Saved entries:
//! Error types for the crash round engine
//!
//! Errors are grouped by how they surface to a caller: validation and
//! concurrency errors are immediate, dependency errors are pending, fairness
//! violations and pauses are blocking states.

use crate::types::{BetId, BetStatus, Multiplier, RoundId, RoundStatus, TicketId};

/// Root error type for all engine operations
#[derive(Debug, thiserror::Error)]
pub enum EngineError {
    #[error("Validation error: {0}")]
    Validation(#[from] ValidationError),

    #[error("Conflict: {0}")]
    Conflict(#[from] ConflictError),

    #[error("External dependency error: {0}")]
    ExternalDependency(String),

    #[error("Fairness violation: {0}")]
    FairnessViolation(#[from] FairnessError),

    #[error("Game paused: {reason}")]
    OperationalPause { reason: String },

    #[error("Not found: {0}")]
    NotFound(String),

    #[error("Storage error: {0}")]
    Storage(#[from] StorageError),

    #[error("Configuration error: {0}")]
    Configuration(#[from] ConfigurationError),
}

/// Rejected synchronously, never retried
#[derive(Debug, Clone, PartialEq, thiserror::Error)]
pub enum ValidationError {
    #[error("Bet amount {amount} outside allowed range [{min}, {max}]")]
    BetAmountOutOfRange { amount: u64, min: u64, max: u64 },

    #[error("Ticket {0} already consumed")]
    TicketAlreadyConsumed(TicketId),

    #[error("Ticket {0} expired")]
    TicketExpired(TicketId),

    #[error("Ticket {0} is not owned by this wallet")]
    TicketNotOwned(TicketId),

    #[error("Round {round_id} is {actual}, expected {expected}")]
    WrongRoundPhase {
        round_id: RoundId,
        expected: RoundStatus,
        actual: RoundStatus,
    },

    #[error("Bet {0} belongs to another wallet")]
    BetNotOwned(BetId),

    #[error("Wallet already has a bet in round {0}")]
    DuplicateBet(RoundId),

    #[error("Invalid auto cash-out {0}; must be above 1.00x and within the round maximum")]
    InvalidAutoCashout(Multiplier),

    #[error("Multiplier {requested} has not been reached (server at {current})")]
    MultiplierNotReached {
        requested: Multiplier,
        current: Multiplier,
    },

    #[error("Invalid multiplier {0}")]
    InvalidMultiplier(Multiplier),

    #[error("Invalid payment: {0}")]
    InvalidPayment(String),

    #[error("Invalid wallet address")]
    InvalidWallet,

    #[error("Invalid server seed: {0}")]
    InvalidSeed(String),

    #[error("Nothing to claim for this wallet in round {0}")]
    NothingToClaim(RoundId),
}

/// Lost a compare-and-swap; reported as "too late", never retried
#[derive(Debug, Clone, PartialEq, thiserror::Error)]
pub enum ConflictError {
    #[error("A round is already open: {0}")]
    RoundAlreadyOpen(RoundId),

    #[error("Round {round_id} transition to {requested} rejected; round is {actual}")]
    InvalidTransition {
        round_id: RoundId,
        requested: RoundStatus,
        actual: RoundStatus,
    },

    #[error("Too late: bet {bet_id} already {status}")]
    BetAlreadySettled { bet_id: BetId, status: BetStatus },

    #[error("Too late: cash-out at {requested} is not below the crash point")]
    TooLate { requested: Multiplier },

    #[error("Claim voucher already issued for round {0}")]
    VoucherAlreadyIssued(RoundId),
}

/// Commit/reveal mismatch; halts the round's payouts
#[derive(Debug, Clone, PartialEq, thiserror::Error)]
pub enum FairnessError {
    #[error("Revealed seed for round {round_id} does not match committed hash")]
    SeedHashMismatch { round_id: RoundId },

    #[error("Recomputed crash point {recomputed} differs from recorded {recorded} for round {round_id}")]
    CrashPointMismatch {
        round_id: RoundId,
        recorded: Multiplier,
        recomputed: Multiplier,
    },

    #[error("Sealed seed missing for round {0}")]
    MissingSeed(RoundId),
}

#[derive(Debug, Clone, PartialEq, thiserror::Error)]
pub enum StorageError {
    #[error("Database open failed: {0}")]
    DatabaseOpenFailed(String),

    #[error("Read failed: {0}")]
    ReadFailed(String),

    #[error("Write failed: {0}")]
    WriteFailed(String),

    #[error("Corrupted data: {0}")]
    CorruptedData(String),
}

#[derive(Debug, Clone, PartialEq, thiserror::Error)]
pub enum ConfigurationError {
    #[error("Validation failed: {0}")]
    ValidationFailed(String),

    #[error("Invalid value for {field}: '{value}' ({reason})")]
    InvalidValue {
        field: String,
        value: String,
        reason: String,
    },

    #[error("Failed to load configuration: {0}")]
    LoadFailed(String),
}

/// How an error is surfaced to users
#[derive(Debug, Clone, Copy, PartialEq, Eq)]
pub enum ErrorClass {
    /// Immediate rejection with a specific reason
    Validation,
    /// Immediate "too late"
    Conflict,
    /// Resolved in the background
    Pending,
    /// Banner state: paused or fairness alarm
    Blocking,
    Internal,
}

impl EngineError {
    pub fn class(&self) -> ErrorClass {
        match self {
            EngineError::Validation(_) | EngineError::NotFound(_) => ErrorClass::Validation,
            EngineError::Conflict(_) => ErrorClass::Conflict,
            EngineError::ExternalDependency(_) => ErrorClass::Pending,
            EngineError::FairnessViolation(_) | EngineError::OperationalPause { .. } => {
                ErrorClass::Blocking
            }
            EngineError::Storage(_) | EngineError::Configuration(_) => ErrorClass::Internal,
        }
    }

    pub fn paused(reason: impl Into<String>) -> Self {
        EngineError::OperationalPause {
            reason: reason.into(),
        }
    }

    pub fn round_not_found(round_id: RoundId) -> Self {
        EngineError::NotFound(format!("round {}", round_id))
    }

    pub fn bet_not_found(bet_id: BetId) -> Self {
        EngineError::NotFound(format!("bet {}", bet_id))
    }

    pub fn ticket_not_found(ticket_id: TicketId) -> Self {
        EngineError::NotFound(format!("ticket {}", ticket_id))
    }
}

// External error conversions
impl From<rocksdb::Error> for EngineError {
    fn from(e: rocksdb::Error) -> Self {
        EngineError::Storage(StorageError::WriteFailed(e.to_string()))
    }
}

impl From<serde_json::Error> for EngineError {
    fn from(e: serde_json::Error) -> Self {
        EngineError::Storage(StorageError::CorruptedData(e.to_string()))
    }
}

impl From<toml::de::Error> for EngineError {
    fn from(e: toml::de::Error) -> Self {
        EngineError::Configuration(ConfigurationError::LoadFailed(e.to_string()))
    }
}

// Convenience type alias for Results
pub type EngineResult<T> = Result<T, EngineError>;

#[cfg(test)]
mod tests {
    use super::*;
    use std::error::Error;
    use uuid::Uuid;

    #[test]
    fn test_error_display() {
        let error: EngineError = ValidationError::DuplicateBet(Uuid::nil()).into();
        assert!(error.to_string().contains("Validation error"));
        assert!(error.to_string().contains("already has a bet"));
    }

    #[test]
    fn test_error_classes() {
        let conflict: EngineError = ConflictError::TooLate {
            requested: Multiplier::from_hundredths(410),
        }
        .into();
        assert_eq!(conflict.class(), ErrorClass::Conflict);
        assert!(conflict.to_string().contains("4.10x"));

        let fairness: EngineError = FairnessError::MissingSeed(Uuid::nil()).into();
        assert_eq!(fairness.class(), ErrorClass::Blocking);
        assert_eq!(EngineError::paused("maintenance").class(), ErrorClass::Blocking);
        assert_eq!(
            EngineError::ExternalDependency("rpc".into()).class(),
            ErrorClass::Pending
        );
    }

    #[test]
    fn test_error_source() {
        let error: EngineError = StorageError::ReadFailed("disk".into()).into();
        assert!(error.source().is_some());
    }
}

- Required work -
Go through the records. Copy each line where "OperationalPause" appears.

- Answer -
    OperationalPause { reason: String },
            EngineError::FairnessViolation(_) | EngineError::OperationalPause { .. } => {
        EngineError::OperationalPause {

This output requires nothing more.